Bizim oralarda toprak hava ve suda olmayan bir şey toplumda yoktur. Aslan, fiil, timsah, boğa yılanı bulunmaz, ormanların kralı kurtlardır. Kurt öldüren avcının övgüsü bitmez. Av ve sofra başı onlardır. Kurtlarımız gri taşlı bayırlarımızın efendisi olduklarından tüyde gridir. Bizim kurtların başı önde, kuyruğu bacak arasında, sağ sola bakarken boyun çevirmezler. Eş arama dönemi dışında sessizlik ve kuytu severler. Fazla uluyan güzel eşi arayandır. Bizim avcılar yek kurda çifte sıkmaz, masallarımızda da öldürülen kurt en az ayı kadar büyük ve sırtlan sürüsü gibi kalabalıktır. Kurt vuran avcı, baş benim havasına girer ve başı olmayan bu laflamanın sonu gelmez.

 

Bizde birbiriyle yakın dost olmayanlara birlikte yani aynı avcı grubunda avlanama izini verilmez. Tek başına ava çıkana Bulgarlar “bayır budala” der. Avcı gruplarının birbirini yakın tanıyan ve aralarında husumet olmayan kişilerden oluştuğunu abamdan dinlemiştim

 

Geçen hafta Sofya’da çıkan “Retro” gazetesinde okudum. HÖH /DPS partisi Genel Başkanı Lütfü Mestan avcı kılığında resme çıkmış. Bakışı puslu havada sinsi kurt bakışı! Eşi Şirin’in köy sırtlarında avlanmış. Resimde eski gizli polis başmüfettişleri, daire başkanları ve hatta “DS” başkanlarından N, Gyavurov yan yana durmuşlar. Elleri silahlı, Doğu Rodop dağlarının mavi gözü “Soğuk Pınar” göledine duvar olan yalçın sırtlarının tam tepesinde önlerine öldürdükleri 8–10 kurt sermişler. Önce memleketi kurtlar işgal etmiş dedim, kendi kendime. Resimdekiler gururlu ve memnun. Duruşları çok havalı: “Biz kurt da öldürebiliyoruz” demek için hindi gibi şişmişler. Bulgar mitolojisinde kurt liderdir. Sürüyü götüren odur. Bu anlamın aynasında, Ahmet Doğan Türklere hep bir “kurt” olarak tanıtılmıştı.

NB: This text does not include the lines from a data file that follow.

//! 订单仓储
//!
//! 订单表的数据访问，以及积分判定的原子落库

use async_trait::async_trait;
use sqlx::{PgConnection, PgPool};
use tracing::debug;

use super::ledger_repo::LedgerRepository;
use super::traits::OrderRepositoryTrait;
use crate::error::{LoyaltyError, Result};
use crate::models::{AccrualVerdict, Order, OrderStatus, SubmitOutcome};

/// 订单仓储
pub struct OrderRepository {
    pool: PgPool,
}

impl OrderRepository {
    pub fn new(pool: PgPool) -> Self {
        Self { pool }
    }

    /// 提交订单
    ///
    /// 依赖主键唯一约束判重，并发提交同一订单号时只有一方能插入成功
    pub async fn submit(&self, number: &str, owner: &str) -> Result<SubmitOutcome> {
        let inserted = sqlx::query(
            r#"
            INSERT INTO orders (number, owner, submitted_at, status, accrual)
            VALUES ($1, $2, NOW(), $3, 0)
            ON CONFLICT (number) DO NOTHING
            "#,
        )
        .bind(number)
        .bind(owner)
        .bind(OrderStatus::New)
        .execute(&self.pool)
        .await?;

        if inserted.rows_affected() == 1 {
            return Ok(SubmitOutcome::Created);
        }

        let existing: Option<String> =
            sqlx::query_scalar("SELECT owner FROM orders WHERE number = $1")
                .bind(number)
                .fetch_optional(&self.pool)
                .await?;

        match existing {
            Some(existing) if existing == owner => Ok(SubmitOutcome::AlreadyOwnedBySelf),
            Some(_) => Ok(SubmitOutcome::AlreadyOwnedByOther),
            // 订单不会被删除，冲突后查不到说明存储状态异常
            None => Err(LoyaltyError::Internal(format!(
                "订单 {} 插入冲突但记录不存在",
                number
            ))),
        }
    }

    /// 用户订单列表，按提交时间升序
    pub async fn list_for_user(&self, owner: &str) -> Result<Vec<Order>> {
        let orders = sqlx::query_as::<_, Order>(
            r#"
            SELECT number, owner, submitted_at, status, accrual
            FROM orders
            WHERE owner = $1
            ORDER BY submitted_at ASC, number ASC
            "#,
        )
        .bind(owner)
        .fetch_all(&self.pool)
        .await?;

        Ok(orders)
    }

    /// 非终态订单号，先提交的先查询
    pub async fn list_pending(&self) -> Result<Vec<String>> {
        let numbers: Vec<String> = sqlx::query_scalar(
            r#"
            SELECT number
            FROM orders
            WHERE status IN ('NEW', 'PROCESSING')
            ORDER BY submitted_at ASC
            "#,
        )
        .fetch_all(&self.pool)
        .await?;

        Ok(numbers)
    }

    /// 在一个事务中应用一批判定
    ///
    /// 任一条失败则整批回滚，返回实际改变了状态的订单数
    pub async fn apply_verdicts(&self, verdicts: &[AccrualVerdict]) -> Result<u64> {
        if verdicts.is_empty() {
            return Ok(0);
        }

        let mut tx = self.pool.begin().await?;
        let mut applied = 0u64;

        for verdict in verdicts {
            if Self::apply_verdict_in_tx(&mut tx, verdict).await? {
                applied += 1;
            }
        }

        tx.commit().await?;
        Ok(applied)
    }

    /// 在事务中应用单条判定
    ///
    /// 条件更新保证终态不可回退：PROCESSING 只能从 NEW 推进，
    /// 终态只能从 NEW / PROCESSING 推进。PROCESSED 且积分大于 0 时
    /// 写入一条入账流水，与状态变更同生共死。
    pub async fn apply_verdict_in_tx(
        tx: &mut PgConnection,
        verdict: &AccrualVerdict,
    ) -> Result<bool> {
        let owner: Option<String> = match verdict.status {
            OrderStatus::New => return Ok(false),
            OrderStatus::Processing => {
                sqlx::query_scalar(
                    r#"
                    UPDATE orders SET status = $1
                    WHERE number = $2 AND status = 'NEW'
                    RETURNING owner
                    "#,
                )
                .bind(verdict.status)
                .bind(&verdict.order)
                .fetch_optional(&mut *tx)
                .await?
            }
            OrderStatus::Invalid | OrderStatus::Processed => {
                sqlx::query_scalar(
                    r#"
                    UPDATE orders SET status = $1, accrual = $2
                    WHERE number = $3 AND status IN ('NEW', 'PROCESSING')
                    RETURNING owner
                    "#,
                )
                .bind(verdict.status)
                .bind(verdict.accrual)
                .bind(&verdict.order)
                .fetch_optional(&mut *tx)
                .await?
            }
        };

        let Some(owner) = owner else {
            debug!(order = %verdict.order, status = %verdict.status, "判定未生效，订单已处于终态或不存在");
            return Ok(false);
        };

        if verdict.status == OrderStatus::Processed && verdict.accrual > 0 {
            LedgerRepository::create_in_tx(tx, &verdict.order, &owner, verdict.accrual).await?;
        }

        Ok(true)
    }
}

#[async_trait]
impl OrderRepositoryTrait for OrderRepository {
    async fn submit(&self, number: &str, owner: &str) -> Result<SubmitOutcome> {
        self.submit(number, owner).await
    }

    async fn list_for_user(&self, owner: &str) -> Result<Vec<Order>> {
        self.list_for_user(owner).await
    }

    async fn list_pending(&self) -> Result<Vec<String>> {
        self.list_pending().await
    }

    async fn apply_verdicts(&self, verdicts: &[AccrualVerdict]) -> Result<u64> {
        self.apply_verdicts(verdicts).await
    }
}
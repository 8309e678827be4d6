//! 积分计算系统 HTTP 客户端
//!
//! `GET {base_url}/api/orders/{number}`：
//! - 200：`{"order", "status", "accrual"?}`，accrual 为主货币单位的小数
//! - 204：订单尚未登记
//! - 429：限流，`Retry-After` 给出等待秒数
//! - 5xx / 网络错误 / 超时 / 无法解析的响应体：暂时性失败
//!
//! 通过 `AccrualClient` trait 抽象 HTTP 调用，便于测试时注入 mock 实现。

use std::time::Duration;

use async_trait::async_trait;
use reqwest::StatusCode;
use reqwest::header::RETRY_AFTER;
use rust_decimal::prelude::ToPrimitive;
use rust_decimal::{Decimal, RoundingStrategy};
use serde::Deserialize;
use thiserror::Error;
use tracing::debug;

use crate::models::{AccrualVerdict, OrderStatus};

/// 未携带 Retry-After 时的默认限流等待时间
pub const DEFAULT_RETRY_AFTER: Duration = Duration::from_secs(60);

/// 积分系统调用错误
///
/// 只在轮询器内部流转，不会返回给用户
#[derive(Debug, Error)]
pub enum AccrualError {
    #[error("订单尚未在积分系统登记")]
    NotRegistered,

    #[error("积分系统限流，{}s 后重试", .retry_after.as_secs())]
    RateLimited { retry_after: Duration },

    #[error("积分系统服务端错误: HTTP {0}")]
    Server(u16),

    #[error("积分系统请求失败: {0}")]
    Transport(#[from] reqwest::Error),

    #[error("积分系统响应无法解析: {0}")]
    Malformed(String),

    #[error("积分系统返回非预期状态码: HTTP {0}")]
    UnexpectedStatus(u16),
}

impl AccrualError {
    /// 是否为可预期的暂时性失败
    ///
    /// 非预期状态码同样会在下一轮重试，但需要按错误级别记录
    pub fn is_transient(&self) -> bool {
        !matches!(self, Self::UnexpectedStatus(_))
    }

    /// 错误分类（用于指标标签）
    pub fn kind(&self) -> &'static str {
        match self {
            Self::NotRegistered => "not_registered",
            Self::RateLimited { .. } => "rate_limited",
            Self::Server(_) => "server",
            Self::Transport(_) => "transport",
            Self::Malformed(_) => "malformed",
            Self::UnexpectedStatus(_) => "unexpected_status",
        }
    }
}

/// 积分系统客户端抽象接口
#[cfg_attr(test, mockall::automock)]
#[async_trait]
pub trait AccrualClient: Send + Sync {
    /// 查询单个订单的判定
    async fn fetch(&self, number: &str) -> Result<AccrualVerdict, AccrualError>;
}

/// 积分系统响应中的订单状态
#[derive(Debug, Deserialize)]
#[serde(rename_all = "SCREAMING_SNAKE_CASE")]
enum WireStatus {
    Registered,
    Invalid,
    Processing,
    Processed,
}

#[derive(Debug, Deserialize)]
struct WireVerdict {
    order: String,
    status: WireStatus,
    #[serde(default)]
    accrual: Option<Decimal>,
}

/// 主货币单位转换为最小货币单位（分）
///
/// 十进制运算，保留两位小数，中点远离零舍入；负数或溢出返回 None
pub fn to_minor_units(major: Decimal) -> Option<i64> {
    if major.is_sign_negative() && !major.is_zero() {
        return None;
    }
    major
        .checked_mul(Decimal::ONE_HUNDRED)?
        .round_dp_with_strategy(0, RoundingStrategy::MidpointAwayFromZero)
        .to_i64()
}

/// 解析 200 响应体
///
/// 响应中的订单号必须与查询的订单号一致
fn parse_verdict(number: &str, body: &[u8]) -> Result<AccrualVerdict, AccrualError> {
    let wire: WireVerdict =
        serde_json::from_slice(body).map_err(|e| AccrualError::Malformed(e.to_string()))?;

    if wire.order != number {
        return Err(AccrualError::Malformed(format!(
            "响应订单号 {} 与查询订单号 {} 不一致",
            wire.order, number
        )));
    }

    let verdict = match wire.status {
        WireStatus::Registered => AccrualVerdict {
            order: wire.order,
            status: OrderStatus::New,
            accrual: 0,
        },
        WireStatus::Invalid => AccrualVerdict::invalid(wire.order),
        WireStatus::Processing => AccrualVerdict::processing(wire.order),
        WireStatus::Processed => {
            let major = wire.accrual.unwrap_or(Decimal::ZERO);
            let accrual = to_minor_units(major)
                .ok_or_else(|| AccrualError::Malformed(format!("积分金额无效: {}", major)))?;
            AccrualVerdict::processed(wire.order, accrual)
        }
    };

    Ok(verdict)
}

/// 解析 Retry-After（秒），缺失或无法解析时使用默认值
fn retry_after(headers: &reqwest::header::HeaderMap) -> Duration {
    headers
        .get(RETRY_AFTER)
        .and_then(|v| v.to_str().ok())
        .and_then(|v| v.trim().parse::<u64>().ok())
        .map(Duration::from_secs)
        .unwrap_or(DEFAULT_RETRY_AFTER)
}

/// 基于 reqwest 的积分系统客户端
///
/// reqwest::Client 内部带连接池，clone 是廉价操作
#[derive(Clone)]
pub struct AccrualHttpClient {
    http: reqwest::Client,
    base_url: String,
}

impl AccrualHttpClient {
    /// 创建客户端，每个请求受 `timeout` 限制
    pub fn new(base_url: &str, timeout: Duration) -> Result<Self, AccrualError> {
        let http = reqwest::Client::builder().timeout(timeout).build()?;

        Ok(Self {
            http,
            base_url: base_url.trim_end_matches('/').to_string(),
        })
    }

    fn order_url(&self, number: &str) -> String {
        format!("{}/api/orders/{}", self.base_url, number)
    }
}

#[async_trait]
impl AccrualClient for AccrualHttpClient {
    async fn fetch(&self, number: &str) -> Result<AccrualVerdict, AccrualError> {
        let resp = self.http.get(self.order_url(number)).send().await?;
        let status = resp.status();
        debug!(order = number, status = status.as_u16(), "积分系统响应");

        match status {
            StatusCode::OK => {
                let body = resp.bytes().await?;
                parse_verdict(number, &body)
            }
            StatusCode::NO_CONTENT => Err(AccrualError::NotRegistered),
            StatusCode::TOO_MANY_REQUESTS => Err(AccrualError::RateLimited {
                retry_after: retry_after(resp.headers()),
            }),
            s if s.is_server_error() => Err(AccrualError::Server(s.as_u16())),
            s => Err(AccrualError::UnexpectedStatus(s.as_u16())),
        }
    }
}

Resimde biz bir sürü kurtla bile baş edebiliriz demek istendiği belli oluyor.

Retro” bu resmi özel olarak satın almış olmalı! Bir hafta önce, “Galerya” gazetesi L. Mestan’ın yerini M. Karadayı’ya bırakmaya zorlanacağını yazmıştı. Sebebi de Mestan’ın “sürüyü” iyi yönetemediği, 1 Kasım 2015 yerel seçim yenilgisiydi. Yere serilmiş ölü kurtların toplu halinde acınası bir ortak çizgi vardı. Topluma mesajda bizim kurtluğumuzu tanımayanın kaderi budur okunuyordu.

 

Vesselam yeni bir kurt kovalaması başlıyor. Pınarları hala berrak akan, halkının gönlü değişim bekleyen, güneş herkese aynı aydınlığı gönderse de her yer sis ve gölge olduğundan ayakta olanlar kurtlar gibi kuytu arayan güzelliği emsalsiz memleketimi bu haliyle de çok özledim.

 

Bizi 500 bin birden kovdular dağların taşların haberi olmadı. Şimdi 8–10 kurt birden öldürülmesine izin verildiğine göre, işler düzelecek ve memleketimde doğruluk, dürüstlük, hoşgörü ve iyi komşuluk baharı yeniden yeşerecek inancı doğuyor demektir. Bugüne kadar kaç kurt öldürüldüğü bilinmiyordu. Horozlar telaşlı yeni ufku müjdelemeye sabırsızlanıyor. Köpeklerin boynunu tasmalar sıkmış, özgürce havlamak için zinciri zorluyorlar. Kurt kovalamak için can atıyorlar.

 

Gül goncalarının en güzel renkler en güzel kokularla baharı bekliyor. Kırlangıçlar kar müjdesi veremediklerinden, işi serçeleri bırakmış ve güneye uçmuşlar. Şu günler havası gelin atı gibi, bir ileri iki geri tepiniyor. Bağ bahçe yeşil örtüsünü sermiş sevgilisi karı bekliyor. Bu güzelliklerin hepsi bizim, hiçbir şeyi unutmayın lütfen.